/ 26 July 1996

Post Office banks on future in the platteland

Eddie Koch

The Post Office, the institution which once symbolised bureaucratic incompetence, could be converted into a rural bank which will stimulate a thriving small-farm economy in the countryside.

The lack of banking services in the platteland — along with soaring levels of rural crime — is fast becoming a major block to the government’s land reform programme, according to a commission set up to look into financial services in the countryside.

The department of Land Affairs last year started a pilot land redistribution programme as the first phase of an ambitious policy aiming to redistribute 30% of all arable land before the turn of the century — and to ensure that the new owners use it productively.

But banks have been withdrawing from small rural towns at a rapid rate over the last few years and organisations involved in pilot schemes around the country say the lack of rural credit and basic banking services for a new class of black farmers is fast becoming a major obstacle to effective land reform.

But now the commission established to investigate the ways in which efficient financial services can be supplied to rural areas has come up with the novel idea: the Post Office can be used to remedy the problem by providing basic banking services to small rural businesses.

“Commercial banks have a low level of outreach and service provision especially in poor rural areas, where people have to travel long distances to major towns for banking facilities,” says a report of the commission released last month.

“The transformation of the Post Office is potentially far-reaching. An expanded branch network will provide a vehicle for improved financial services to rural areas, in addition to its reponsiblity of providing a communication network and postal servies … Consideration should also be given to using post office savings accounts as a basis for providing emergency credit to poor people.”

The report notes that very little of rural peoples’ already meagre savings are retained in the rural areas of South Africa and are therefore not available to be invested in low-cost technologies, tools, livestock and other items needed for farms to grow. South Africa has the lowest savings rate among developing nations.

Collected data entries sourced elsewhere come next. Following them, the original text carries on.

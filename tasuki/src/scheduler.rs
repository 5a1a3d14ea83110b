//! Dependency-aware multi-agent scheduler.
//!
//! Builds a DAG from the workflow's `depends_on` edges and drives agents
//! through rounds of concurrent execution. The ready set is recomputed
//! from the live workflow before every round, so a replanned suffix is
//! picked up at the next round boundary without special casing.

use std::collections::HashSet;
use std::sync::Arc;

use tokio::task::JoinSet;
use tracing::{debug, info, warn};

use crate::agent::run_agent;
use crate::config::FailurePolicy;
use crate::context::{AgentContext, TaskContext};
use crate::error::{Result, TaskError};
use crate::workflow::{Workflow, WorkflowAgent};

/// Outcome of scheduling one task's workflow.
#[derive(Debug, Default)]
pub(crate) struct ScheduleReport {
    /// Agents that finished successfully, in completion order.
    pub completed: Vec<String>,
    /// Agents that failed, with their error summaries.
    pub failures: Vec<(String, String)>,
    /// Agents never started (failed or unsatisfiable dependencies).
    pub skipped: Vec<String>,
}

impl ScheduleReport {
    /// Whether every scheduled agent completed.
    pub(crate) fn is_success(&self) -> bool {
        self.failures.is_empty() && self.skipped.is_empty()
    }
}
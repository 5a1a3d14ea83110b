//! Convenience re-exports for embedders.
//!
//! ```rust,ignore
//! use tasuki::prelude::*;
//! ```

pub use crate::agent::{Agent, AgentBuilder};
pub use crate::callback::{NoopCallback, StreamMessage, StreamPayload, TaskCallback};
pub use crate::chain::{AgentChain, TaskChain, ToolChain};
pub use crate::config::{Config, ConfigBuilder, FailurePolicy, RetryPolicy};
pub use crate::context::{AbortSignal, AgentContext, TaskContext};
pub use crate::error::{LlmError, Result, TaskError, ToolError};
pub use crate::llm::{
    FinishReason, GenerateResult, LlmDescriptor, LlmProvider, LlmRequest, MockProvider,
    OpenAiProvider, StreamChunk, TokenUsage, ToolChoice,
};
pub use crate::mcp::{McpCallToolParams, McpListToolsParams, McpService, McpToolDecl};
pub use crate::message::{LlmMessage, MessagePart, Role, ToolUse};
pub use crate::runtime::{TaskHandle, TaskResult, TaskRuntime};
pub use crate::tool::{Tool, ToolDefinition, ToolPart, ToolRegistry, ToolResult};
pub use crate::workflow::{NodeKind, NodeStatus, Workflow, WorkflowAgent, WorkflowNode};
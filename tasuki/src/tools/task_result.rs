//! Explicit result capture tool.

use async_trait::async_trait;
use serde::Deserialize;
use serde_json::Value;

use crate::context::AgentContext;
use crate::error::ToolError;
use crate::message::ToolUse;
use crate::tool::{Tool, ToolResult};

/// Agent variable the captured result is stored under.
pub const TASK_RESULT_VARIABLE: &str = "__task_result";

/// Lets the agent record its final deliverable explicitly instead of
/// relying on the closing assistant text.
#[derive(Debug, Clone, Copy, Default)]
pub struct TaskResultTool;

#[derive(Debug, Deserialize)]
struct TaskResultArgs {
    result: String,
}

#[async_trait]
impl Tool for TaskResultTool {
    fn name(&self) -> &str {
        "task_result"
    }

    fn description(&self) -> String {
        "Record the final result of your task. Call this once, when the \
         work is complete, with the full deliverable text."
            .to_owned()
    }

    fn parameters(&self) -> Value {
        serde_json::json!({
            "type": "object",
            "properties": {
                "result": {
                    "type": "string",
                    "description": "The complete task result"
                }
            },
            "required": ["result"]
        })
    }

    async fn execute(
        &self,
        args: Value,
        ctx: &AgentContext,
        _call: &ToolUse,
    ) -> Result<ToolResult, ToolError> {
        let args: TaskResultArgs = serde_json::from_value(args)?;
        ctx.set_variable(TASK_RESULT_VARIABLE, Value::String(args.result));
        Ok(ToolResult::text("Result recorded"))
    }
}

Another problem is the high level of rural crime. The report notes that small mobile banks or cash pay-out companies which use armoured cars to travel from one town to another have been targeted by organised gangs. The result is that the cash vans, often shadowed by a helicopter, race into town and leave immediately after dispensing their payments. No extra banking services can be offered as a result of this way of operating.

“Many small businesses in rural areas periodically need relatively small amounts of money for operating capital and other purposes. At present the fact that a family member is a pensioner may qualify them for some short-term loans, for example, access to a pension permits a credit line for tractor hire in some rural areas,” the report says.

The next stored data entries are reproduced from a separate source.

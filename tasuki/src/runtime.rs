//! Task orchestrator: plan, schedule, aggregate, stream.
//!
//! [`TaskRuntime`] is the top-level entry point. Each `run` builds a
//! [`TaskContext`], registers it in a process-wide registry (so external
//! inspectors can pause, resume or abort by task id), plans the workflow,
//! schedules the agents, and aggregates the outcome into a [`TaskResult`]
//! framed by `workflow_start` / `workflow_end` stream events.

use std::collections::HashMap;
use std::sync::{Arc, LazyLock, Mutex};
use std::time::Instant;

use tracing::{info, warn};
use uuid::Uuid;

use crate::callback::StreamMessage;
use crate::config::Config;
use crate::context::TaskContext;
use crate::error::{Result, TaskError};
use crate::llm::{LlmRequest, Llms, TokenUsage};
use crate::message::LlmMessage;
use crate::planner::plan_workflow;
use crate::scheduler::run_schedule;
use crate::workflow::{Workflow, WorkflowAgent, WorkflowNode};

/// Process-wide registry of running tasks, keyed by task id.
static TASK_REGISTRY: LazyLock<Mutex<HashMap<String, Arc<TaskContext>>>> =
    LazyLock::new(|| Mutex::new(HashMap::new()));

fn register_task(task: &Arc<TaskContext>) {
    TASK_REGISTRY
        .lock()
        .unwrap_or_else(|e| e.into_inner())
        .insert(task.task_id().to_owned(), Arc::clone(task));
}

fn unregister_task(task_id: &str) {
    TASK_REGISTRY
        .lock()
        .unwrap_or_else(|e| e.into_inner())
        .remove(task_id);
}

/// Control handle for a running task, resolved from the global registry.
#[derive(Clone)]
pub struct TaskHandle {
    task: Arc<TaskContext>,
}

impl TaskHandle {
    /// The task id.
    #[must_use]
    pub fn task_id(&self) -> &str {
        self.task.task_id()
    }

    /// Pause the task at its next suspension point.
    pub fn pause(&self) {
        self.task.pause();
    }

    /// Resume a paused task.
    pub fn resume(&self) {
        self.task.resume();
    }

    /// Whether the task is currently paused.
    #[must_use]
    pub fn is_paused(&self) -> bool {
        self.task.is_paused()
    }

    /// Abort the task.
    pub fn abort(&self, reason: Option<String>) {
        self.task.abort(reason);
    }
}

impl std::fmt::Debug for TaskHandle {
    fn fmt(&self, f: &mut std::fmt::Formatter<'_>) -> std::fmt::Result {
        f.debug_struct("TaskHandle")
            .field("task_id", &self.task_id())
            .finish()
    }
}

/// The aggregated outcome of a task run.
#[derive(Debug, Clone)]
pub struct TaskResult {
    /// Whether every scheduled agent completed.
    pub success: bool,
    /// The final result text (last agent's result, or a composed summary).
    pub result: String,
    /// Error summaries for failed or skipped agents.
    pub errors: Vec<String>,
    /// Token usage accumulated across planning and all agents.
    pub usage: TokenUsage,
    /// Wall-clock duration in milliseconds.
    pub duration_ms: u64,
    /// The (possibly replanned) workflow; `None` when planning failed.
    pub workflow: Option<Workflow>,
    /// The execution chain, partial on failure.
    pub chain: Arc<crate::chain::TaskChain>,
}

/// The multi-agent task runtime.
///
/// # Example
///
/// ```rust,ignore
/// let config = Config::builder()
///     .llm("default", provider)
///     .agent(Agent::builder("File").description("writes files").tool(file_tool).build())
///     .build()?;
/// let runtime = TaskRuntime::new(config);
/// let outcome = runtime.run("Write 'hello' to /tmp/a.txt").await?;
/// ```
#[derive(Debug, Clone)]
pub struct TaskRuntime {
    config: Arc<Config>,
}

impl TaskRuntime {
    /// Create a runtime from a validated configuration.
    #[must_use]
    pub fn new(config: Config) -> Self {
        Self {
            config: Arc::new(config),
        }
    }

    /// The runtime configuration.
    #[must_use]
    pub fn config(&self) -> &Arc<Config> {
        &self.config
    }

    /// Resolve a control handle for a running task.
    #[must_use]
    pub fn task_handle(task_id: &str) -> Option<TaskHandle> {
        TASK_REGISTRY
            .lock()
            .unwrap_or_else(|e| e.into_inner())
            .get(task_id)
            .map(|task| TaskHandle {
                task: Arc::clone(task),
            })
    }

    /// Ids of all currently running tasks.
    #[must_use]
    pub fn active_tasks() -> Vec<String> {
        TASK_REGISTRY
            .lock()
            .unwrap_or_else(|e| e.into_inner())
            .keys()
            .cloned()
            .collect()
    }

    /// Run a natural-language task end to end.
    ///
    /// Agent failures do not raise: they are aggregated into a
    /// `TaskResult { success: false, .. }` with the partial chain.
    ///
    /// # Errors
    ///
    /// Returns [`TaskError::Aborted`] when the task is aborted.
    pub async fn run(&self, task_prompt: impl Into<String>) -> Result<TaskResult> {
        let task_prompt = task_prompt.into();
        let task = self.new_task(&task_prompt);
        register_task(&task);
        let outcome = self.execute(&task, true).await;
        unregister_task(task.task_id());
        outcome
    }

    /// Run a single pre-selected agent, bypassing the planner.
    ///
    /// # Errors
    ///
    /// Returns [`TaskError::AgentNotFound`] for an unknown agent name and
    /// [`TaskError::Aborted`] when the task is aborted.
    pub async fn run_with_agent(
        &self,
        agent_name: &str,
        task_prompt: impl Into<String>,
    ) -> Result<TaskResult> {
        let task_prompt = task_prompt.into();
        let task = self.new_task(&task_prompt);
        let agent = task
            .agent_by_name(agent_name)
            .ok_or_else(|| TaskError::AgentNotFound(agent_name.to_owned()))?;

        let mut wf_agent = WorkflowAgent {
            id: format!("{}-000", task.task_id()),
            name: agent.name().to_owned(),
            task: task_prompt.clone(),
            depends_on: Vec::new(),
            nodes: vec![WorkflowNode::step(&task_prompt)],
        };
        wf_agent.renumber_nodes();
        let workflow = Workflow::new(
            task.task_id(),
            &task_prompt,
            agent.name(),
            "single-agent execution",
            vec![wf_agent],
        );
        task.set_workflow(workflow);

        register_task(&task);
        let outcome = self.execute(&task, false).await;
        unregister_task(task.task_id());
        outcome
    }

    fn new_task(&self, task_prompt: &str) -> Arc<TaskContext> {
        let task_id = format!("task-{}", Uuid::new_v4().simple());
        let chat_id = format!("chat-{}", Uuid::new_v4().simple());
        TaskContext::new(
            task_id,
            chat_id,
            task_prompt,
            Arc::clone(&self.config),
            self.config.agents.clone(),
        )
    }

    async fn execute(&self, task: &Arc<TaskContext>, plan: bool) -> Result<TaskResult> {
        let started = Instant::now();
        let llms = Llms::from_config(&self.config);

        task.emit(StreamMessage::WorkflowStart).await;
        info!(task = task.task_id(), "Task started");

        if plan {
            match plan_workflow(task, &llms, true).await {
                Ok(_) => {}
                Err(e) if e.is_aborted() => return Err(self.aborted(task, e).await),
                Err(e) => {
                    return Ok(self
                        .finish(task, started, vec![e.to_string()], String::new())
                        .await);
                }
            }
        } else if let Some(workflow) = task.workflow() {
            task.emit(StreamMessage::Workflow {
                xml: workflow.xml,
                stream_done: true,
            })
            .await;
        }

        let report = match run_schedule(task).await {
            Ok(report) => report,
            Err(e) if e.is_aborted() => return Err(self.aborted(task, e).await),
            Err(e) => {
                return Ok(self
                    .finish(task, started, vec![e.to_string()], String::new())
                    .await);
            }
        };

        let mut errors: Vec<String> = report
            .failures
            .iter()
            .map(|(id, error)| format!("{id}: {error}"))
            .collect();
        for skipped in &report.skipped {
            errors.push(format!("{skipped}: skipped (dependency not satisfied)"));
        }

        let mut result = last_agent_result(task).unwrap_or_default();
        if errors.is_empty()
            && self.config.compose_final
            && let Some(composed) = compose_final_result(task, &llms).await
        {
            result = composed;
        }

        Ok(self.finish(task, started, errors, result).await)
    }

    async fn aborted(&self, task: &Arc<TaskContext>, error: TaskError) -> TaskError {
        task.emit(StreamMessage::Error {
            error: error.to_string(),
        })
        .await;
        info!(task = task.task_id(), "Task aborted");
        error
    }

    async fn finish(
        &self,
        task: &Arc<TaskContext>,
        started: Instant,
        errors: Vec<String>,
        result: String,
    ) -> TaskResult {
        let success = errors.is_empty();
        let usage = task.total_usage();
        let duration_ms = started.elapsed().as_millis() as u64;
        task.emit(StreamMessage::WorkflowEnd {
            success,
            duration_ms,
            usage,
        })
        .await;
        info!(
            task = task.task_id(),
            success, duration_ms, "Task finished"
        );
        TaskResult {
            success,
            result,
            errors,
            usage,
            duration_ms,
            workflow: task.workflow(),
            chain: Arc::clone(task.chain()),
        }
    }
}

/// The result of the last workflow agent that recorded one.
fn last_agent_result(task: &Arc<TaskContext>) -> Option<String> {
    let workflow = task.workflow()?;
    workflow
        .agents
        .iter()
        .rev()
        .find_map(|agent| task.chain().agent_by_id(&agent.id).and_then(|c| c.result()))
}

/// Optional model-composed summary of all agent results.
async fn compose_final_result(task: &Arc<TaskContext>, llms: &Llms) -> Option<String> {
    let results: Vec<String> = task
        .chain()
        .agents()
        .iter()
        .filter_map(|a| a.result().map(|r| format!("- {}: {r}", a.agent_name())))
        .collect();
    if results.is_empty() {
        return None;
    }
    let prompt = format!(
        "The task was: {}\n\nAgent results:\n{}\n\nCompose the single final \
         answer for the user. Reply with the answer only.",
        task.chain().task_prompt(),
        results.join("\n")
    );
    let request = LlmRequest::new(vec![LlmMessage::user(prompt)]);
    let keys = vec![crate::config::DEFAULT_LLM_KEY.to_owned()];
    let outcome = tokio::time::timeout(
        task.config().meta_llm_timeout,
        llms.generate(&keys, &request, task.signal()),
    )
    .await;
    match outcome {
        Ok(Ok(result)) => {
            let text = result.text();
            (!text.is_empty()).then_some(text)
        }
        Ok(Err(e)) => {
            warn!(error = %e, "Final composition failed; using last agent result");
            None
        }
        Err(_) => {
            warn!("Final composition timed out; using last agent result");
            None
        }
    }
}

#[cfg(test)]
mod tests {
    use super::*;
    use crate::config::DEFAULT_LLM_KEY;
    use crate::llm::MockProvider;

    const SINGLE_AGENT_PLAN: &str = r#"<root>
<name>Echo task</name>
<thought>One agent suffices.</thought>
<agents>
  <agent name="Solo" id="0">
    <task>say the word</task>
    <nodes><node>say it</node></nodes>
  </agent>
</agents>
</root>"#;

    fn runtime_with(provider: Arc<MockProvider>) -> TaskRuntime {
        let config = Config::builder()
            .llm(DEFAULT_LLM_KEY, provider)
            .agent(crate::agent::Agent::new("Solo", "answers directly"))
            .build()
            .unwrap();
        TaskRuntime::new(config)
    }

    #[tokio::test]
    async fn run_plans_schedules_and_aggregates() {
        let provider = Arc::new(MockProvider::new());
        provider.push_text(SINGLE_AGENT_PLAN);
        provider.push_text("the word");
        let runtime = runtime_with(provider);

        let outcome = runtime.run("say the word").await.unwrap();
        assert!(outcome.success);
        assert_eq!(outcome.result, "the word");
        assert!(outcome.errors.is_empty());
        assert!(outcome.usage.total() > 0);
        let workflow = outcome.workflow.unwrap();
        assert_eq!(workflow.agents.len(), 1);
        assert_eq!(outcome.chain.agents().len(), 1);
    }

    #[tokio::test]
    async fn run_with_agent_bypasses_planning() {
        let provider = Arc::new(MockProvider::new());
        provider.push_text("direct answer");
        let runtime = runtime_with(Arc::clone(&provider));

        let outcome = runtime
            .run_with_agent("Solo", "answer directly")
            .await
            .unwrap();
        assert!(outcome.success);
        assert_eq!(outcome.result, "direct answer");
        // Exactly one LLM call: no planning round.
        assert_eq!(provider.call_count(), 1);
        let workflow = outcome.workflow.unwrap();
        assert_eq!(workflow.agents.len(), 1);
        assert_eq!(workflow.agents[0].name, "Solo");
    }

    #[tokio::test]
    async fn run_with_unknown_agent_fails() {
        let runtime = runtime_with(Arc::new(MockProvider::new()));
        let err = runtime.run_with_agent("Ghost", "x").await.unwrap_err();
        assert!(matches!(err, TaskError::AgentNotFound(_)));
    }

    #[tokio::test]
    async fn plan_failure_returns_unsuccessful_result() {
        let provider = Arc::new(MockProvider::new());
        for _ in 0..3 {
            provider.push_text("<root><agents><agent na");
        }
        let runtime = runtime_with(provider);

        let outcome = runtime.run("impossible").await.unwrap();
        assert!(!outcome.success);
        assert!(!outcome.errors.is_empty());
        assert!(outcome.workflow.is_none());
    }

    #[tokio::test]
    async fn handle_resolves_only_while_running() {
        assert!(TaskRuntime::task_handle("task-nope").is_none());
        let provider = Arc::new(MockProvider::new());
        provider.push_text(SINGLE_AGENT_PLAN);
        provider.push_text("done");
        let runtime = runtime_with(provider);
        let outcome = runtime.run("quick").await.unwrap();
        // Unregistered after completion.
        assert!(TaskRuntime::task_handle(outcome.chain.task_id()).is_none());
    }

    #[tokio::test]
    async fn compose_final_uses_summary_call() {
        let provider = Arc::new(MockProvider::new());
        provider.push_text(SINGLE_AGENT_PLAN);
        provider.push_text("raw agent answer");
        provider.push_text("polished summary");
        let config = Config::builder()
            .llm(DEFAULT_LLM_KEY, provider)
            .agent(crate::agent::Agent::new("Solo", "answers directly"))
            .compose_final(true)
            .build()
            .unwrap();
        let runtime = TaskRuntime::new(config);

        let outcome = runtime.run("summarize me").await.unwrap();
        assert!(outcome.success);
        assert_eq!(outcome.result, "polished summary");
    }
}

“If the Post Office were to allow savings to qualify for leverage of short-term loans, this could be innovative in extending the modest lines of credit which people need … The parastatal Post Office system offers the developmental state a very real possibility of using the available national infrastructural base to great advantage, helping to normalise rural life, after the disruption of forced removals.”

The commissioner’s team — chaired by Helena Dolny, wife of former Housing Minister Joe Slovo — -suggests a task group be set up to investigate a range of proposals about how the Post Office can be transformed effectively into a rural development agency.

The report also recommends the Land Bank be restructured so that its current bias in favour of existing commercial farms be shifted into a support role for land-reform programmes and the financial needs of emerging black farmers.